▶ **Task details**
Report every line of the data where the string "watch" appears.

(Stored data entries)
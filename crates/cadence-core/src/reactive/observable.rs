#![forbid(unsafe_code)]

//! Shared, version-tracked values with change notification.
//!
//! # Invariants
//!
//! 1. `version` increments exactly once per effective write.
//! 2. Listeners are notified synchronously, in registration order, with the
//!    `(new, old)` pair of the write that triggered them.
//! 3. [`set`](Observable::set) with a value equal to the current one is a no-op.
//! 4. No borrow is held while listeners run. A listener may read or write the
//!    observable it is attached to.
//!
//! # Failure Modes
//!
//! - **Re-entrant write**: a listener that writes the same observable triggers
//!   a nested notification with the nested pair. The outer notification then
//!   resumes with its own pair, so later listeners may see an `old`/`new` that
//!   is no longer current. Read [`get`](Observable::get) when that matters.
//! - **Listener panics**: the value has already been written; remaining
//!   listeners of that write are skipped.

use std::any::Any;
use std::cell::RefCell;
use std::fmt;
use std::rc::{Rc, Weak};

type Listener<T> = dyn Fn(&T, &T);

struct ObservableInner<T> {
    value: T,
    version: u64,
    listeners: Vec<Weak<Listener<T>>>,
}

/// A shared mutable value that notifies listeners when it changes.
///
/// Cloning an `Observable` clones the handle, not the value: all clones see
/// the same state.
///
/// # Example
///
/// ```
/// use cadence_core::reactive::Observable;
/// use std::cell::Cell;
/// use std::rc::Rc;
///
/// let count = Observable::new(0);
/// let seen = Rc::new(Cell::new(0));
/// let s = Rc::clone(&seen);
/// let _sub = count.subscribe(move |v| s.set(*v));
///
/// count.set(5);
/// assert_eq!(seen.get(), 5);
/// assert_eq!(count.version(), 1);
/// ```
pub struct Observable<T> {
    inner: Rc<RefCell<ObservableInner<T>>>,
}

impl<T> Clone for Observable<T> {
    fn clone(&self) -> Self {
        Self {
            inner: Rc::clone(&self.inner),
        }
    }
}

impl<T: fmt::Debug> fmt::Debug for Observable<T> {
    fn fmt(&self, f: &mut fmt::Formatter<'_>) -> fmt::Result {
        let inner = self.inner.borrow();
        f.debug_struct("Observable")
            .field("value", &inner.value)
            .field("version", &inner.version)
            .field("listeners", &inner.listeners.len())
            .finish()
    }
}

impl<T: Default + 'static> Default for Observable<T> {
    fn default() -> Self {
        Self::new(T::default())
    }
}

impl<T: 'static> Observable<T> {
    /// Create an observable holding `value` at version 0.
    #[must_use]
    pub fn new(value: T) -> Self {
        Self {
            inner: Rc::new(RefCell::new(ObservableInner {
                value,
                version: 0,
                listeners: Vec::new(),
            })),
        }
    }

    /// Borrow the current value for the duration of `f`.
    ///
    /// `f` must not write to this observable.
    pub fn with<R>(&self, f: impl FnOnce(&T) -> R) -> R {
        f(&self.inner.borrow().value)
    }

    /// Number of effective writes so far.
    #[must_use]
    pub fn version(&self) -> u64 {
        self.inner.borrow().version
    }

    /// Listen for new values. The listener lives as long as the returned guard.
    pub fn subscribe(&self, f: impl Fn(&T) + 'static) -> Subscription {
        self.watch(move |new, _old| f(new))
    }

    /// Listen for `(new, old)` pairs. The listener lives as long as the
    /// returned guard.
    pub fn watch(&self, f: impl Fn(&T, &T) + 'static) -> Subscription {
        let listener: Rc<Listener<T>> = Rc::new(f);
        self.inner
            .borrow_mut()
            .listeners
            .push(Rc::downgrade(&listener));
        Subscription {
            _listener: Box::new(listener),
        }
    }

    /// Number of listeners whose guard is still alive.
    #[must_use]
    pub fn subscriber_count(&self) -> usize {
        self.inner
            .borrow()
            .listeners
            .iter()
            .filter(|w| w.strong_count() > 0)
            .count()
    }

    /// Whether two handles share the same state.
    #[must_use]
    pub fn ptr_eq(&self, other: &Self) -> bool {
        Rc::ptr_eq(&self.inner, &other.inner)
    }

    fn live_listeners(&self) -> Vec<Rc<Listener<T>>> {
        let mut inner = self.inner.borrow_mut();
        inner.listeners.retain(|w| w.strong_count() > 0);
        inner.listeners.iter().filter_map(Weak::upgrade).collect()
    }
}

impl<T: Clone + 'static> Observable<T> {
    /// Clone of the current value.
    #[must_use]
    pub fn get(&self) -> T {
        self.inner.borrow().value.clone()
    }

    /// Write `value` and notify, even if it equals the current value.
    pub fn replace(&self, value: T) {
        let old = {
            let mut inner = self.inner.borrow_mut();
            inner.version += 1;
            std::mem::replace(&mut inner.value, value)
        };
        self.notify(old);
    }

    /// Mutate the value in place and notify.
    pub fn update(&self, f: impl FnOnce(&mut T)) {
        let old = {
            let mut inner = self.inner.borrow_mut();
            let old = inner.value.clone();
            f(&mut inner.value);
            inner.version += 1;
            old
        };
        self.notify(old);
    }

    fn notify(&self, old: T) {
        let listeners = self.live_listeners();
        if listeners.is_empty() {
            return;
        }
        let new = self.get();
        for listener in listeners {
            listener(&new, &old);
        }
    }
}

impl<T: Clone + PartialEq + 'static> Observable<T> {
    /// Write `value` if it differs from the current value.
    ///
    /// Returns `true` when the write took effect.
    pub fn set(&self, value: T) -> bool {
        if self.inner.borrow().value == value {
            return false;
        }
        self.replace(value);
        true
    }
}

/// RAII guard for a listener registered with [`Observable::subscribe`] or
/// [`Observable::watch`]. Dropping it detaches the listener.
pub struct Subscription {
    _listener: Box<dyn Any>,
}

impl Subscription {
    /// Detach the listener now.
    pub fn unsubscribe(self) {
        drop(self);
    }
}

impl fmt::Debug for Subscription {
    fn fmt(&self, f: &mut fmt::Formatter<'_>) -> fmt::Result {
        f.debug_struct("Subscription").finish_non_exhaustive()
    }
}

▶ **Result for this task**
        self.watch(move |new, _old| f(new))
    pub fn watch(&self, f: impl Fn(&T, &T) + 'static) -> Subscription {
/// [`Observable::watch`]. Dropping it detaches the listener.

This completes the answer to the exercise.